Challenge Yourself in 2024

Oregon Coast, Summer 2023

I like this time of year for many reasons. The holidays are over, students are trudging back to the classroom, seed catalogs appear in my mailbox, and if I look hard enough, I can see little green buds on the plants in my yard. And winter has officially started, so we can look forward to returning increments of light. Spring is only a few months away.

At the end of every year, I look back at what I accomplished. Where did I go? What trips did I take? In 2023, I traveled a bit. In March I went to Seattle for AWP, then to California in May to visit my mother. In June I spent four amazing days at Tipi Village, a writers retreat near Eugene. July was especially wonderful, as I spent a week at the Oregon Coast with my extended family. In October, I went back to California to visit with my brother Thomas and nephew Charlie, who I hadn’t seen in six years. Even though I took several trips this year, I hadn’t actually challenged myself to get out of the house and travel more. It just happened.

During the first four months of 2023, I wrote over ninety thousand words as part of the draft of my memoir.

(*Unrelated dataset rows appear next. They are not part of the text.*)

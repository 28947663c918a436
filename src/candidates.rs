//! Candidate split evaluator.
//!
//! For a subset of rows, target statistics are accumulated per unique value of
//! every candidate column; the column whose groups have the lowest weighted
//! variance is the best split.

use std::collections::BTreeMap;

use crate::columns::EncodedRow;
use crate::fitness::{mean_delta, RunningStats};

/// Target statistics of the rows sharing one value of a column.
#[derive(Debug, Clone, Default)]
pub struct GroupStats {
    pub stats: RunningStats,
    /// Row store indices of the rows in this group.
    pub rows: Vec<usize>,
}

impl GroupStats {
    fn push(&mut self, row_index: usize, target: f64) {
        self.stats.push(target);
        self.rows.push(row_index);
    }
}

/// Groups of one column, keyed by code. Iterates in ascending code order.
pub type ColumnGroups = BTreeMap<usize, GroupStats>;

/// The column chosen for a split and the weighted average variance of its
/// groups.
#[derive(Debug, Clone, Copy, PartialEq)]
pub struct BestSplit {
    pub column: usize,
    pub weighted_variance: f64,
}

/// Per candidate column, per code statistics for one split attempt.
#[derive(Debug)]
pub struct CandidateStats {
    /// Kept in the order the candidates were given; ties go to the first.
    columns: Vec<(usize, ColumnGroups)>,
}

impl CandidateStats {
    pub fn new(candidates: &[usize]) -> Self {
        CandidateStats {
            columns: candidates.iter().map(|&c| (c, ColumnGroups::new())).collect(),
        }
    }

    /// Accumulates every row of `subset`.
    pub fn from_rows(candidates: &[usize], rows: &[EncodedRow], subset: &[usize]) -> Self {
        let mut cs = CandidateStats::new(candidates);
        for &index in subset.iter() {
            cs.process_row(&rows[index], index);
        }
        cs
    }

    pub fn process_row(&mut self, row: &EncodedRow, row_index: usize) {
        let target = row[row.len() - 1];
        for (col, groups) in self.columns.iter_mut() {
            let code = row[*col] as usize;
            groups.entry(code).or_default().push(row_index, target);
        }
    }

    #[cfg(test)]
    fn is_empty(&self) -> bool {
        self.columns.is_empty()
    }

    #[cfg(test)]
    fn groups(&self, column: usize) -> Option<&ColumnGroups> {
        self.columns.iter().find(|(c, _)| *c == column).map(|(_, g)| g)
    }

    /// Moves the groups of `column` out, consuming the rest.
    pub fn into_groups(self, column: usize) -> Option<ColumnGroups> {
        self.columns.into_iter().find(|(c, _)| *c == column).map(|(_, g)| g)
    }

    /// Picks the column with the lowest weighted variance among the columns
    /// whose groups hold, on average, more than `min_avg_children_items`
    /// rows.
    pub fn select_best_split(&self, min_avg_children_items: f64) -> Option<BestSplit> {
        let mut best: Option<BestSplit> = None;
        for (col, groups) in self.columns.iter() {
            let mut size = 0;
            let mut sum = 0.0;
            let mut counter = 0;
            let mut mean_size = 0.0;
            for group in groups.values() {
                size += group.stats.size;
                counter += 1;
                mean_size += mean_delta(group.stats.size as f64, mean_size, counter);
                sum += group.stats.sum_sq_dev;
            }
            if size == 0 {
                continue;
            }
            sum /= size as f64;
            let min_sum = best.map_or(std::f64::INFINITY, |b| b.weighted_variance);
            if sum < min_sum && mean_size > min_avg_children_items {
                best = Some(BestSplit {
                    column: *col,
                    weighted_variance: sum,
                });
            }
        }
        best
    }
}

Every day, I sat at my desk until I’d written a thousand words. Some days were easy, but most were difficult. The topic of the memoir is deeply painful: my eldest son’s descent in mental illness and the resulting chaos that engulfed our family. These memories are ten years old, but revisiting them refreshed the pain and frustration of those days until it felt as if they’d just occurred. In April, I finished the first draft and told myself I would get back to it in six months. Well, it looks like I’ll get to in January. Turns out I needed those months to recover and get some much-needed distance from the material in the memoir.

I also wrote and published reviews, poems, essays, blog posts, and my newsletter, Sticks & Stones, taught classes and workshops, and made major revisions to my website (coming soon). 

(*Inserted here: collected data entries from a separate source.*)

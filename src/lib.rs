//Copyright (C) 2017-2018 Baidu, Inc. All Rights Reserved.
//
//Redistribution and use in source and binary forms, with or without
//modification, are permitted provided that the following conditions
//are met:
//
// * Redistributions of source code must retain the above copyright
//   notice, this list of conditions and the following disclaimer.
//
// * Redistributions in binary form must reproduce the above copyright
//   notice, this list of conditions and the following disclaimer in
//   the documentation and/or other materials provided with the
//   distribution.
//
// * Neither the name of Baidu, Inc., nor the names of its
//   contributors may be used to endorse or promote products derived
//   from this software without specific prior written permission.
//
//THIS SOFTWARE IS PROVIDED BY THE COPYRIGHT HOLDERS AND CONTRIBUTORS
//"AS IS" AND ANY EXPRESS OR IMPLIED WARRANTIES, INCLUDING, BUT NOT
//LIMITED TO, THE IMPLIED WARRANTIES OF MERCHANTABILITY AND FITNESS FOR
//A PARTICULAR PURPOSE ARE DISCLAIMED. IN NO EVENT SHALL THE COPYRIGHT
//OWNER OR CONTRIBUTORS BE LIABLE FOR ANY DIRECT, INDIRECT, INCIDENTAL,
//SPECIAL, EXEMPLARY, OR CONSEQUENTIAL DAMAGES (INCLUDING, BUT NOT
//LIMITED TO, PROCUREMENT OF SUBSTITUTE GOODS OR SERVICES; Loss OF USE,
//DATA, OR PROFITS; OR BUSINESS INTERRUPTION) HOWEVER CAUSED AND ON ANY
//THEORY OF LIABILITY, WHETHER IN CONTRACT, STRICT LIABILITY, OR TORT
//(INCLUDING NEGLIGENCE OR OTHERWISE) ARISING IN ANY WAY OUT OF THE USE
//OF THIS SOFTWARE, EVEN IF ADVISED OF THE POSSIBILITY OF SUCH DAMAGE.

//! A regression rule tree: predicts a continuous target from categorical
//! columns. Rows are ingested one at a time, categorical values are encoded on
//! the fly, and the tree is grown greedily by picking, at every node, the
//! column whose values partition the target with the lowest weighted variance.
//!
//! The learned tree can be exported to JSON and imported back for prediction.

#![allow(clippy::inherent_to_string)]

#[cfg(feature = "enable_training")]
pub mod candidates;
pub mod columns;
pub mod config;
pub mod errors;
pub mod fitness;
pub mod regression_tree;
pub mod rule_tree;
pub mod summary;
#[cfg(feature = "enable_training")]
pub mod validation;

pub use crate::config::{ColumnDef, ModelConfig};
pub use crate::errors::{Result, RtError};
pub use crate::regression_tree::RegressionTree;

But I’m more interested in what’s to come, not what’s past. When I ask myself what I want to accomplish as a writer in 2024, the answers come back loud and clear. I want to take more risks in my writing, to challenge myself in what I write about and how I write it, and to help others with the same goals. I want to make this blog more useful to my readers, whether they’re writers or not. 

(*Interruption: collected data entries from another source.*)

//! k-fold cross-validation of a configured `RegressionTree`.

use log::debug;
use rand::seq::SliceRandom;
use rand::Rng;
use serde_derive::{Deserialize, Serialize};
use serde_json::Value;

use crate::errors::{Result, RtError};
use crate::fitness::Metrics;
use crate::regression_tree::RegressionTree;

/// Outcome of one fold.
#[derive(Debug, Clone, Copy, PartialEq, Serialize, Deserialize)]
#[serde(rename_all = "camelCase")]
pub struct FoldReport {
    pub fold: usize,
    pub rules_learned: usize,
    pub metrics: Metrics,
}

/// Bounds of `fold` within `n` shuffled rows.
fn fold_bounds(n: usize, folds: usize, fold: usize) -> (usize, usize) {
    (fold * n / folds, (fold + 1) * n / folds)
}

/// Shuffles `rows` and, for every fold, trains `model` on the other folds and
/// evaluates it on the held-out one. `model` is reset before each fold and
/// holds the last fold's tree afterwards.
///
/// # Example
/// ```
/// use rand::rngs::StdRng;
/// use rand::SeedableRng;
/// use ruletree::config::{ColumnDef, ModelConfig};
/// use ruletree::regression_tree::RegressionTree;
/// use ruletree::validation::cross_validate;
/// use serde_json::json;
///
/// let mut rt = RegressionTree::new();
/// rt.configure(
///     &[ColumnDef::categorical("size"), ColumnDef::target("price")],
///     ModelConfig::default(),
/// ).unwrap();
/// let sizes = ["s", "m", "l"];
/// let rows: Vec<Vec<_>> = (0..150)
///     .map(|i| vec![json!(sizes[i % 3]), json!((i % 3) as f64)])
///     .collect();
/// let reports = cross_validate(&mut rt, &rows, 5, &mut StdRng::seed_from_u64(7)).unwrap();
/// assert_eq!(reports.len(), 5);
/// ```
pub fn cross_validate<R: Rng + ?Sized>(
    model: &mut RegressionTree,
    rows: &[Vec<Value>],
    folds: usize,
    rng: &mut R,
) -> Result<Vec<FoldReport>> {
    if folds < 2 || folds > rows.len() {
        return Err(RtError::InvalidFolds {
            folds,
            rows: rows.len(),
        });
    }
    let mut order: Vec<usize> = (0..rows.len()).collect();
    order.shuffle(rng);

    let mut reports = Vec::with_capacity(folds);
    for fold in 0..folds {
        let (start, end) = fold_bounds(rows.len(), folds, fold);
        model.reset();
        for (pos, &i) in order.iter().enumerate() {
            if pos < start || pos >= end {
                model.ingest(&rows[i])?;
            }
        }
        let rules_learned = model.learn()?;
        for &i in order[start..end].iter() {
            let record = model.record_from_row(&rows[i])?;
            model.evaluate(&record)?;
        }
        let metrics = model.metrics();
        debug!(
            "fold {}: {} rules, variance reduction {}% over {} rows",
            fold, rules_learned, metrics.variance_reduction, metrics.size
        );
        reports.push(FoldReport {
            fold,
            rules_learned,
            metrics,
        });
    }
    Ok(reports)
}
//! This module implements the config for the regression rule tree: the column
//! definitions of the input data and the parameters that steer learning.

use serde_derive::{Deserialize, Serialize};

use crate::errors::{Result, RtError};

/// Defines one column of the input data, in the same sequence in which the
/// values of a row are supplied to `ingest()`.
///
/// # Example
/// ```rust
/// use ruletree::config::ColumnDef;
/// let cols: Vec<ColumnDef> = serde_json::from_str(
///     r#"[{ "name": "model", "categorical": true, "exclude": true },
///         { "name": "mpg", "categorical": false, "target": true },
///         { "name": "origin", "categorical": true }]"#,
/// ).unwrap();
/// assert!(cols[1].target);
/// assert!(!cols[2].exclude);
/// ```
#[derive(Debug, Clone, PartialEq, Serialize, Deserialize)]
pub struct ColumnDef {
    pub name: String,
    /// `false` marks a continuous column.
    #[serde(default = "default_categorical")]
    pub categorical: bool,
    /// Excluded columns are read but never used for learning.
    #[serde(default)]
    pub exclude: bool,
    /// The column whose value is predicted. Exactly one, continuous.
    #[serde(default)]
    pub target: bool,
}

fn default_categorical() -> bool {
    true
}

impl ColumnDef {
    pub fn categorical(name: &str) -> Self {
        ColumnDef {
            name: name.to_string(),
            categorical: true,
            exclude: false,
            target: false,
        }
    }

    pub fn continuous(name: &str) -> Self {
        ColumnDef {
            name: name.to_string(),
            categorical: false,
            exclude: false,
            target: false,
        }
    }

    pub fn target(name: &str) -> Self {
        ColumnDef {
            name: name.to_string(),
            categorical: false,
            exclude: false,
            target: true,
        }
    }

    pub fn excluded(mut self) -> Self {
        self.exclude = true;
        self
    }
}

/// Parameters of the tree. Any option omitted from a JSON parameter object
/// keeps its default.
///
/// # Example
/// ```rust
/// use ruletree::config::ModelConfig;
/// let cfg: ModelConfig = serde_json::from_str(
///     r#"{ "minPercentVarianceReduction": 0.5, "minSplitCandidateItems": 30 }"#,
/// ).unwrap();
/// assert_eq!(cfg.max_depth, 20);
/// assert_eq!(cfg.min_split_candidate_items, 30);
/// ```
#[derive(Debug, Clone, PartialEq, Serialize, Deserialize)]
#[serde(default, rename_all = "camelCase")]
pub struct ModelConfig {
    /// Maximum depth of the tree after which learning stops.
    pub max_depth: usize,
    /// Minimum variance reduction (in percent) required for a split to occur.
    pub min_percent_variance_reduction: f64,
    /// A node is split further only when it holds more items than this.
    pub min_split_candidate_items: usize,
    /// Minimum number of items a child must hold to be retained in the tree.
    pub min_leaf_node_items: usize,
    /// The average number of items across the children of a split must exceed
    /// this for a column to become a split candidate; keeps id-like columns
    /// out of the tree.
    pub min_avg_children_items: f64,
}

impl Default for ModelConfig {
    fn default() -> Self {
        Self::new()
    }
}

impl ModelConfig {
    pub fn new() -> ModelConfig {
        ModelConfig {
            max_depth: 20,
            min_percent_variance_reduction: 10.0,
            min_split_candidate_items: 50,
            min_leaf_node_items: 10,
            min_avg_children_items: 2.0,
        }
    }

    pub fn set_max_depth(&mut self, n: usize) {
        self.max_depth = n;
    }

    pub fn set_min_percent_variance_reduction(&mut self, pct: f64) {
        self.min_percent_variance_reduction = pct;
    }

    pub fn set_min_split_candidate_items(&mut self, n: usize) {
        self.min_split_candidate_items = n;
    }

    pub fn set_min_leaf_node_items(&mut self, n: usize) {
        self.min_leaf_node_items = n;
    }

    pub fn set_min_avg_children_items(&mut self, n: f64) {
        self.min_avg_children_items = n;
    }

    pub(crate) fn validate(&self) -> Result<()> {
        if !self.min_percent_variance_reduction.is_finite() {
            return Err(RtError::InvalidConfig(format!(
                "minPercentVarianceReduction must be finite, found {}",
                self.min_percent_variance_reduction
            )));
        }
        if !self.min_avg_children_items.is_finite() {
            return Err(RtError::InvalidConfig(format!(
                "minAvgChildrenItems must be finite, found {}",
                self.min_avg_children_items
            )));
        }
        Ok(())
    }

    pub fn to_string(&self) -> String {
        let mut s = String::from("");
        s.push_str(&format!("maximum depth = {}\n", self.max_depth));
        s.push_str(&format!(
            "min percent variance reduction = {}\n",
            self.min_percent_variance_reduction
        ));
        s.push_str(&format!(
            "min split candidate items = {}\n",
            self.min_split_candidate_items
        ));
        s.push_str(&format!("min leaf node items = {}\n", self.min_leaf_node_items));
        s.push_str(&format!(
            "min avg children items = {}\n",
            self.min_avg_children_items
        ));
        s
    }
}

#[cfg(test)]
mod tests {
    use super::*;

    #[test]
    fn defaults() {
        let cfg = ModelConfig::default();
        assert_eq!(cfg.max_depth, 20);
        assert_eq!(cfg.min_percent_variance_reduction, 10.0);
        assert_eq!(cfg.min_split_candidate_items, 50);
        assert_eq!(cfg.min_leaf_node_items, 10);
        assert_eq!(cfg.min_avg_children_items, 2.0);
    }

    #[test]
    fn partial_overrides_keep_defaults() {
        let cfg: ModelConfig =
            serde_json::from_str(r#"{ "minLeafNodeItems": 5, "maxDepth": 3 }"#).unwrap();
        assert_eq!(cfg.min_leaf_node_items, 5);
        assert_eq!(cfg.max_depth, 3);
        assert_eq!(cfg.min_split_candidate_items, 50);
    }

    #[test]
    fn setters_and_dump() {
        let mut cfg = ModelConfig::new();
        cfg.set_max_depth(4);
        cfg.set_min_leaf_node_items(3);
        cfg.set_min_avg_children_items(1.5);
        let s = cfg.to_string();
        assert!(s.contains("maximum depth = 4"));
        assert!(s.contains("min leaf node items = 3"));
        assert!(s.contains("min avg children items = 1.5"));
    }

    #[test]
    fn rejects_non_finite_threshold() {
        let mut cfg = ModelConfig::new();
        cfg.set_min_percent_variance_reduction(f64::NAN);
        assert!(matches!(cfg.validate(), Err(RtError::InvalidConfig(_))));
    }

    #[test]
    fn column_def_helpers() {
        let c = ColumnDef::categorical("year").excluded();
        assert!(c.categorical && c.exclude && !c.target);
        let t = ColumnDef::target("mpg");
        assert!(!t.categorical && t.target);
    }
}
//! Merkle proofs: membership and non-membership, full and compacted.

mod proof;
mod verifier;

pub use proof::{compact_proof, decompact_proof, SparseCompactMerkleProof, SparseMerkleProof};
pub use verifier::{verify_compact_proof, verify_proof};

use thiserror::Error;

/// Error type for proof handling.
#[derive(Debug, Clone, PartialEq, Eq, Error)]
pub enum ProofError {
    /// The proof's structure does not fit the tree parameters.
    #[error("malformed proof: {0}")]
    Malformed(String),
}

Whatever it looks like, I want to work as hard as I can for as long as I can at this craft called writing. 

These lines from Denise Levertov’s poem, “Writing in the Dark,” express that longing I have:

words that pulled you from depths of unknowing,
words that flew through your mind, strange birds
crying their urgency with human voices…

words that may have the power
to make the sun rise again.

If you have any goals for 2024, writing or otherwise, please share them in the comments.  

4 thoughts on “Challenge Yourself in 2024”

  1. In 2024, I want to live in my art, to experiment with animation in poems, to paint more, to combine my poetry with my drawings and paintings, to read my poetry before a live audience. Also I have a contract with a London press for a pamphlet (chapbook) so editing that will take up a large amount of time!